Records from a dataset:
● ● ● ●

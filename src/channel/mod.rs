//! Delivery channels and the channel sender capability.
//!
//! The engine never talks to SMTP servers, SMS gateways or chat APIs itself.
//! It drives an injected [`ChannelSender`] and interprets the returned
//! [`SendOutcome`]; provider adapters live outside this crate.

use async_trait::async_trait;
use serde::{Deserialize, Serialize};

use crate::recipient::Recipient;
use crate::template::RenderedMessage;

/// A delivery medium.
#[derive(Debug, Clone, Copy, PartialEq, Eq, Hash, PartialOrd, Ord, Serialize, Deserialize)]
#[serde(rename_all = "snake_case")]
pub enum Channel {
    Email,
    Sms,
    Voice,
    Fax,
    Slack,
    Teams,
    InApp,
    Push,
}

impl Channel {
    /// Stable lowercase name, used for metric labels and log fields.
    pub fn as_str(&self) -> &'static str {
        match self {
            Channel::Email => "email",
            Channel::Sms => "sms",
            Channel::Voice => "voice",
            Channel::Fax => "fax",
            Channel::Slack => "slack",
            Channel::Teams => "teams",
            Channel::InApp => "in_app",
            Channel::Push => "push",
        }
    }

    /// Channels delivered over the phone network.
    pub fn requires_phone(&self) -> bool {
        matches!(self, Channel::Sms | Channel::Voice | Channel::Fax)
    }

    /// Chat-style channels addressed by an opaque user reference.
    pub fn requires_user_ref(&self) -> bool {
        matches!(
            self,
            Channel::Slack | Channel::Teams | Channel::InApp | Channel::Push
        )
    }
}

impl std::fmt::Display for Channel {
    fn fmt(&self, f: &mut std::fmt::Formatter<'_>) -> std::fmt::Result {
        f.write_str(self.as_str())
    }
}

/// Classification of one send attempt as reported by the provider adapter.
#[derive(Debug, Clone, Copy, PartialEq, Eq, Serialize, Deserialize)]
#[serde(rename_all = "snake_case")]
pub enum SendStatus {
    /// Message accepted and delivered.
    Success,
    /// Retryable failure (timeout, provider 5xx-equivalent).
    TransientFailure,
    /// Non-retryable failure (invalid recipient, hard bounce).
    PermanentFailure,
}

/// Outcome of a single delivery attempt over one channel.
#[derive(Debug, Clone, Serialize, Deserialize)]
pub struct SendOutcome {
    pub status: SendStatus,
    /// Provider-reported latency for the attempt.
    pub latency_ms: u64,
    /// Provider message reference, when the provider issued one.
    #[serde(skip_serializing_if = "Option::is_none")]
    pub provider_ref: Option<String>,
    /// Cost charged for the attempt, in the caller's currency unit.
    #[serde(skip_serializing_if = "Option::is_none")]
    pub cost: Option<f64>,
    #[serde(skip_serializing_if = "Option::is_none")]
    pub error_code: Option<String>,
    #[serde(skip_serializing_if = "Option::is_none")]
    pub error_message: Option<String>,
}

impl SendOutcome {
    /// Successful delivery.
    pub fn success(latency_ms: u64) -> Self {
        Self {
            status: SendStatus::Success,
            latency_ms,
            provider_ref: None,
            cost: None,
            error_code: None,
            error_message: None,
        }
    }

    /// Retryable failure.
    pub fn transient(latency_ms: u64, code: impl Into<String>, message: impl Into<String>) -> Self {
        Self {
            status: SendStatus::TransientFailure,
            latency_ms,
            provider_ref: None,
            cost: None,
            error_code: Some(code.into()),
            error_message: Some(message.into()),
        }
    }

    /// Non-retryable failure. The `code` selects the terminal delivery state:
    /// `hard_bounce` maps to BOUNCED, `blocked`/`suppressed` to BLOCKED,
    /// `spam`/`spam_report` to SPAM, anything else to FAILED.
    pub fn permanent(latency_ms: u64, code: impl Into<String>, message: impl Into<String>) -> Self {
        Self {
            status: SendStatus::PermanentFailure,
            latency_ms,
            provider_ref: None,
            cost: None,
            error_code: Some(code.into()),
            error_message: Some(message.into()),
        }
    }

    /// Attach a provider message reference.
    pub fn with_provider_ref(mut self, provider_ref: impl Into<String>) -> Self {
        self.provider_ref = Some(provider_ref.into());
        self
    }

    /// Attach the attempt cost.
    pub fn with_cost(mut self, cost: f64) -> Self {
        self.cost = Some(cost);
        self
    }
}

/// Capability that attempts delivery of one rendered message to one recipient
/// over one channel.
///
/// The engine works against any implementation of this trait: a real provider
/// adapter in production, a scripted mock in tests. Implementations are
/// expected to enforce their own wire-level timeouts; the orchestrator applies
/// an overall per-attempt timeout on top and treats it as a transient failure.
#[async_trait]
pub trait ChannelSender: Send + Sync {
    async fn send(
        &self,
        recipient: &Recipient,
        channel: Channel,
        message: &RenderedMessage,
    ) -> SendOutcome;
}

● ● ● ●

Return all of the data above verbatim.

filename src/channel/mod.rs
//! Delivery channels and the channel sender capability.
//!
//! The engine never talks to SMTP servers, SMS gateways or chat APIs itself.
//! It drives an injected [`ChannelSender`] and interprets the returned
//! [`SendOutcome`]; provider adapters live outside this crate.

use async_trait::async_trait;
use serde::{Deserialize, Serialize};

use crate::recipient::Recipient;
use crate::template::RenderedMessage;

/// A delivery medium.
#[derive(Debug, Clone, Copy, PartialEq, Eq, Hash, PartialOrd, Ord, Serialize, Deserialize)]
#[serde(rename_all = "snake_case")]
pub enum Channel {
    Email,
    Sms,
    Voice,
    Fax,
    Slack,
    Teams,
    InApp,
    Push,
}

impl Channel {
    /// Stable lowercase name, used for metric labels and log fields.
    pub fn as_str(&self) -> &'static str {
        match self {
            Channel::Email => "email",
            Channel::Sms => "sms",
            Channel::Voice => "voice",
            Channel::Fax => "fax",
            Channel::Slack => "slack",
            Channel::Teams => "teams",
            Channel::InApp => "in_app",
            Channel::Push => "push",
        }
    }

    /// Channels delivered over the phone network.
    pub fn requires_phone(&self) -> bool {
        matches!(self, Channel::Sms | Channel::Voice | Channel::Fax)
    }

    /// Chat-style channels addressed by an opaque user reference.
    pub fn requires_user_ref(&self) -> bool {
        matches!(
            self,
            Channel::Slack | Channel::Teams | Channel::InApp | Channel::Push
        )
    }
}

impl std::fmt::Display for Channel {
    fn fmt(&self, f: &mut std::fmt::Formatter<'_>) -> std::fmt::Result {
        f.write_str(self.as_str())
    }
}

/// Classification of one send attempt as reported by the provider adapter.
#[derive(Debug, Clone, Copy, PartialEq, Eq, Serialize, Deserialize)]
#[serde(rename_all = "snake_case")]
pub enum SendStatus {
    /// Message accepted and delivered.
    Success,
    /// Retryable failure (timeout, provider 5xx-equivalent).
    TransientFailure,
    /// Non-retryable failure (invalid recipient, hard bounce).
    PermanentFailure,
}

/// Outcome of a single delivery attempt over one channel.
#[derive(Debug, Clone, Serialize, Deserialize)]
pub struct SendOutcome {
    pub status: SendStatus,
    /// Provider-reported latency for the attempt.
    pub latency_ms: u64,
    /// Provider message reference, when the provider issued one.
    #[serde(skip_serializing_if = "Option::is_none")]
    pub provider_ref: Option<String>,
    /// Cost charged for the attempt, in the caller's currency unit.
    #[serde(skip_serializing_if = "Option::is_none")]
    pub cost: Option<f64>,
    #[serde(skip_serializing_if = "Option::is_none")]
    pub error_code: Option<String>,
    #[serde(skip_serializing_if = "Option::is_none")]
    pub error_message: Option<String>,
}

impl SendOutcome {
    /// Successful delivery.
    pub fn success(latency_ms: u64) -> Self {
        Self {
            status: SendStatus::Success,
            latency_ms,
            provider_ref: None,
            cost: None,
            error_code: None,
            error_message: None,
        }
    }

    /// Retryable failure.
    pub fn transient(latency_ms: u64, code: impl Into<String>, message: impl Into<String>) -> Self {
        Self {
            status: SendStatus::TransientFailure,
            latency_ms,
            provider_ref: None,
            cost: None,
            error_code: Some(code.into()),
            error_message: Some(message.into()),
        }
    }

    /// Non-retryable failure. The `code` selects the terminal delivery state:
    /// `hard_bounce` maps to BOUNCED, `blocked`/`suppressed` to BLOCKED,
    /// `spam`/`spam_report` to SPAM, anything else to FAILED.
    pub fn permanent(latency_ms: u64, code: impl Into<String>, message: impl Into<String>) -> Self {
        Self {
            status: SendStatus::PermanentFailure,
            latency_ms,
            provider_ref: None,
            cost: None,
            error_code: Some(code.into()),
            error_message: Some(message.into()),
        }
    }

    /// Attach a provider message reference.
    pub fn with_provider_ref(mut self, provider_ref: impl Into<String>) -> Self {
        self.provider_ref = Some(provider_ref.into());
        self
    }

    /// Attach the attempt cost.
    pub fn with_cost(mut self, cost: f64) -> Self {
        self.cost = Some(cost);
        self
    }
}

/// Capability that attempts delivery of one rendered message to one recipient
/// over one channel.
///
/// The engine works against any implementation of this trait: a real provider
/// adapter in production, a scripted mock in tests. Implementations are
/// expected to enforce their own wire-level timeouts; the orchestrator applies
/// an overall per-attempt timeout on top and treats it as a transient failure.
#[async_trait]
pub trait ChannelSender: Send + Sync {
    async fn send(
        &self,
        recipient: &Recipient,
        channel: Channel,
        message: &RenderedMessage,
    ) -> SendOutcome;
}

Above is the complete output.